WHAT NEEDS TO BE DONE →
Set down exactly the lines below, starting at the one that contains "bits, all set" and ending at the one that contains "set or cleared.", with both of those lines included and nothing else.

GIVEN RECORDS →

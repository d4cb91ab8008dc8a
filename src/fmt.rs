//! Logging shims.
//!
//! Forward to `defmt` (feature `defmt-0-3`) or `log` (feature `log`) and expand
//! to nothing when neither is enabled, so call sites never need `#[cfg]`.

#![allow(unused_macros)]

#[cfg(feature = "defmt-0-3")]
macro_rules! trace {
    ($($arg:tt)*) => { ::defmt::trace!($($arg)*) };
}
#[cfg(all(feature = "log", not(feature = "defmt-0-3")))]
macro_rules! trace {
    ($($arg:tt)*) => { ::log::trace!($($arg)*) };
}
#[cfg(not(any(feature = "log", feature = "defmt-0-3")))]
macro_rules! trace {
    ($s:literal $(, $x:expr)* $(,)?) => {{
        let _ = ($(&$x,)*);
    }};
}

#[cfg(feature = "defmt-0-3")]
macro_rules! debug {
    ($($arg:tt)*) => { ::defmt::debug!($($arg)*) };
}
#[cfg(all(feature = "log", not(feature = "defmt-0-3")))]
macro_rules! debug {
    ($($arg:tt)*) => { ::log::debug!($($arg)*) };
}
#[cfg(not(any(feature = "log", feature = "defmt-0-3")))]
macro_rules! debug {
    ($s:literal $(, $x:expr)* $(,)?) => {{
        let _ = ($(&$x,)*);
    }};
}

#[cfg(feature = "defmt-0-3")]
macro_rules! info {
    ($($arg:tt)*) => { ::defmt::info!($($arg)*) };
}
#[cfg(all(feature = "log", not(feature = "defmt-0-3")))]
macro_rules! info {
    ($($arg:tt)*) => { ::log::info!($($arg)*) };
}
#[cfg(not(any(feature = "log", feature = "defmt-0-3")))]
macro_rules! info {
    ($s:literal $(, $x:expr)* $(,)?) => {{
        let _ = ($(&$x,)*);
    }};
}

#[cfg(feature = "defmt-0-3")]
macro_rules! warn {
    ($($arg:tt)*) => { ::defmt::warn!($($arg)*) };
}
#[cfg(all(feature = "log", not(feature = "defmt-0-3")))]
macro_rules! warn {
    ($($arg:tt)*) => { ::log::warn!($($arg)*) };
}
#[cfg(not(any(feature = "log", feature = "defmt-0-3")))]
macro_rules! warn {
    ($s:literal $(, $x:expr)* $(,)?) => {{
        let _ = ($(&$x,)*);
    }};
}
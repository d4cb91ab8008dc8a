//! AX.25 UI-frame assembly.
//!
//! Builds one complete APRS packet, already NRZI encoded and bit-stuffed,
//! into a packed buffer ready for the AFSK synthesizer:
//!
//! | Segment             | Stuffed | FCS | Shifted |
//! |---------------------|---------|-----|---------|
//! | prefix flags `0x7E` | no      | no  | no      |
//! | destination address | yes     | yes | yes     |
//! | source address      | yes     | yes | yes     |
//! | path address        | yes     | yes | yes     |
//! | control, PID        | yes     | yes | no      |
//! | information field   | yes     | yes | no      |
//! | FCS low, FCS high   | yes     | no  | no      |
//! | suffix flags `0x7E` | no      | no  | no      |
//!
//! Only the six callsign bytes of an address are shifted; the SSID byte is
//! stored already in its on-air form (see [`Callsign`]).

use heapless::String;

use crate::consts::{
    AX25_CALLSIGN_LEN, AX25_CONTROL_UI, AX25_FLAG, AX25_PID_NO_LAYER3,
    FCS_POST_PROCESSING_XOR_VALUE, MESSAGE_ID_MODULUS, PREFIX_FLAGS_COUNT, SUFFIX_FLAGS_COUNT,
};
use crate::encoding::{BitstreamPos, EncodingState, Fcs, Shift, Stuffing, encode_and_append_bits};
use crate::error::AprsError;
use crate::payload::{PositionReport, create_packet_payload};

/// An AX.25 address: a space padded callsign and its SSID byte.
///
/// The SSID byte is kept in on-air form, `0b111S_SSSL`:
/// - bits 7..5: reserved and command/response bits, all set
/// - bits 4..1: the SSID
/// - bit 0: set on the last address of the header
#[derive(Debug, Clone, Copy, PartialEq, Eq, Hash)]
#[cfg_attr(feature = "defmt-0-3", derive(defmt::Format))]
pub struct Callsign {
    /// Callsign, upper case, padded with spaces.
    pub callsign: [u8; AX25_CALLSIGN_LEN],
    /// SSID byte in on-air form.
    pub ssid: u8,
}

impl Callsign {
    /// Builds an address from a padded callsign, an SSID `0..=15` and the last-address bit.
    pub const fn new(callsign: [u8; AX25_CALLSIGN_LEN], ssid: u8, last: bool) -> Self {
        Self {
            callsign,
            ssid: 0xe0 | ((ssid & 0x0f) << 1) | last as u8,
        }
    }

    /// Builds an address from a padded callsign and a raw SSID byte.
    pub const fn from_raw(callsign: [u8; AX25_CALLSIGN_LEN], ssid: u8) -> Self {
        Self { callsign, ssid }
    }

    /// Parses a callsign such as `"N0CALL"` (1 to 6 ASCII letters or digits).
    ///
    /// # Returns
    /// `Err(AprsError::InvalidInput)` for empty, too long or non alphanumeric
    /// callsigns, or an SSID above 15.
    pub fn parse(callsign: &str, ssid: u8) -> Result<Self, AprsError> {
        let bytes = callsign.as_bytes();
        if bytes.is_empty() || bytes.len() > AX25_CALLSIGN_LEN || ssid > 15 {
            return Err(AprsError::InvalidInput);
        }
        let mut padded = [b' '; AX25_CALLSIGN_LEN];
        for (dst, &src) in padded.iter_mut().zip(bytes) {
            if !src.is_ascii_alphanumeric() {
                return Err(AprsError::InvalidInput);
            }
            *dst = src.to_ascii_uppercase();
        }
        Ok(Self::new(padded, ssid, false))
    }

    /// The SSID number.
    pub const fn ssid_number(&self) -> u8 {
        (self.ssid >> 1) & 0x0f
    }

    /// Whether this is the last address of the header.
    pub const fn is_last(&self) -> bool {
        self.ssid & 0x01 != 0
    }

    /// Copy with the last-address bit set or cleared.
    pub const fn with_last(self, last: bool) -> Self {
        Self {
            callsign: self.callsign,
            ssid: (self.ssid & !0x01) | last as u8,
        }
    }
}

/// Balloon callsign, `HABHAB-11`.
pub const CALLSIGN_SOURCE: Callsign = Callsign::new(*b"HABHAB", 11, false);

/// Destination used for generic APRS traffic, `WIDE1-1`.
pub const CALLSIGN_DESTINATION: Callsign = Callsign::new(*b"WIDE1 ", 1, false);

/// Digipeater path, `WIDE2-2`, closing the address header.
pub const CALLSIGN_PATH: Callsign = Callsign::new(*b"WIDE2 ", 2, true);

/// Frame layout settings.
#[derive(Debug, Clone, Copy, PartialEq, Eq)]
pub struct FrameConfig {
    /// First address of the header.
    pub destination: Callsign,
    /// Third address of the header; always sent with the last-address bit.
    pub path: Callsign,
    /// Flags sent before the frame.
    pub prefix_flags: u8,
    /// Flags sent after the frame.
    pub suffix_flags: u8,
}

impl Default for FrameConfig {
    fn default() -> Self {
        Self {
            destination: CALLSIGN_DESTINATION,
            path: CALLSIGN_PATH,
            prefix_flags: PREFIX_FLAGS_COUNT,
            suffix_flags: SUFFIX_FLAGS_COUNT,
        }
    }
}

fn append_flags(buf: &mut [u8], state: &mut EncodingState, count: u8) -> Result<(), AprsError> {
    for _ in 0..count {
        encode_and_append_bits(
            buf,
            state,
            &[AX25_FLAG],
            Stuffing::None,
            Fcs::None,
            Shift::None,
        )?;
    }
    Ok(())
}

fn append_address(
    buf: &mut [u8],
    state: &mut EncodingState,
    address: &Callsign,
) -> Result<(), AprsError> {
    encode_and_append_bits(
        buf,
        state,
        &address.callsign,
        Stuffing::Perform,
        Fcs::Calculate,
        Shift::OneLeft,
    )?;
    encode_and_append_bits(
        buf,
        state,
        &[address.ssid],
        Stuffing::Perform,
        Fcs::Calculate,
        Shift::None,
    )
}

/// Builds a complete, encoded APRS UI-frame into `buf`.
///
/// # Arguments
/// - `frame`: Destination, path and flag counts
/// - `source`: This station's address
/// - `report`: Data rendered into the information field
/// - `message_id`: Telemetry sequence number; advanced (modulo 1000) as soon
///   as the information field has been rendered
/// - `payload`: Scratch buffer for the information field
/// - `buf`: Packed destination bitstream
///
/// # Returns
/// The fill size of `buf` on success. Any error means `buf` holds garbage.
///
/// # Notes
/// A failure while encoding the flags or the address header leaves
/// `message_id` untouched. Once the information field is rendered the number
/// is used up, even if the rest of the frame then fails to fit.
pub fn generate_message<const P: usize>(
    frame: &FrameConfig,
    source: &Callsign,
    report: &PositionReport<'_>,
    message_id: &mut u16,
    payload: &mut String<P>,
    buf: &mut [u8],
) -> Result<BitstreamPos, AprsError> {
    let mut state = EncodingState::new();

    append_flags(buf, &mut state, frame.prefix_flags)?;

    append_address(buf, &mut state, &frame.destination.with_last(false))?;
    append_address(buf, &mut state, &source.with_last(false))?;
    append_address(buf, &mut state, &frame.path.with_last(true))?;

    encode_and_append_bits(
        buf,
        &mut state,
        &[AX25_CONTROL_UI, AX25_PID_NO_LAYER3],
        Stuffing::Perform,
        Fcs::Calculate,
        Shift::None,
    )?;

    let _ = create_packet_payload(report, *message_id, payload)?;
    *message_id = (*message_id % MESSAGE_ID_MODULUS + 1) % MESSAGE_ID_MODULUS;

    encode_and_append_bits(
        buf,
        &mut state,
        payload.as_bytes(),
        Stuffing::Perform,
        Fcs::Calculate,
        Shift::None,
    )?;

    // Complemented FCS, low byte first
    let fcs = state.fcs ^ FCS_POST_PROCESSING_XOR_VALUE;
    encode_and_append_bits(
        buf,
        &mut state,
        &fcs.to_le_bytes(),
        Stuffing::Perform,
        Fcs::None,
        Shift::None,
    )?;

    append_flags(buf, &mut state, frame.suffix_flags)?;

    Ok(state.position)
}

PROBLEM SOLUTION →
/// - bits 7..5: reserved and command/response bits, all set
/// - bits 4..1: the SSID
/// - bit 0: set on the last address of the header
#[derive(Debug, Clone, Copy, PartialEq, Eq, Hash)]
#[cfg_attr(feature = "defmt-0-3", derive(defmt::Format))]
pub struct Callsign {
    /// Callsign, upper case, padded with spaces.
    pub callsign: [u8; AX25_CALLSIGN_LEN],
    /// SSID byte in on-air form.
    pub ssid: u8,
}

impl Callsign {
    /// Builds an address from a padded callsign, an SSID `0..=15` and the last-address bit.
    pub const fn new(callsign: [u8; AX25_CALLSIGN_LEN], ssid: u8, last: bool) -> Self {
        Self {
            callsign,
            ssid: 0xe0 | ((ssid & 0x0f) << 1) | last as u8,
        }
    }

    /// Builds an address from a padded callsign and a raw SSID byte.
    pub const fn from_raw(callsign: [u8; AX25_CALLSIGN_LEN], ssid: u8) -> Self {
        Self { callsign, ssid }
    }

    /// Parses a callsign such as `"N0CALL"` (1 to 6 ASCII letters or digits).
    ///
    /// # Returns
    /// `Err(AprsError::InvalidInput)` for empty, too long or non alphanumeric
    /// callsigns, or an SSID above 15.
    pub fn parse(callsign: &str, ssid: u8) -> Result<Self, AprsError> {
        let bytes = callsign.as_bytes();
        if bytes.is_empty() || bytes.len() > AX25_CALLSIGN_LEN || ssid > 15 {
            return Err(AprsError::InvalidInput);
        }
        let mut padded = [b' '; AX25_CALLSIGN_LEN];
        for (dst, &src) in padded.iter_mut().zip(bytes) {
            if !src.is_ascii_alphanumeric() {
                return Err(AprsError::InvalidInput);
            }
            *dst = src.to_ascii_uppercase();
        }
        Ok(Self::new(padded, ssid, false))
    }

    /// The SSID number.
    pub const fn ssid_number(&self) -> u8 {
        (self.ssid >> 1) & 0x0f
    }

    /// Whether this is the last address of the header.
    pub const fn is_last(&self) -> bool {
        self.ssid & 0x01 != 0
    }

    /// Copy with the last-address bit set or cleared.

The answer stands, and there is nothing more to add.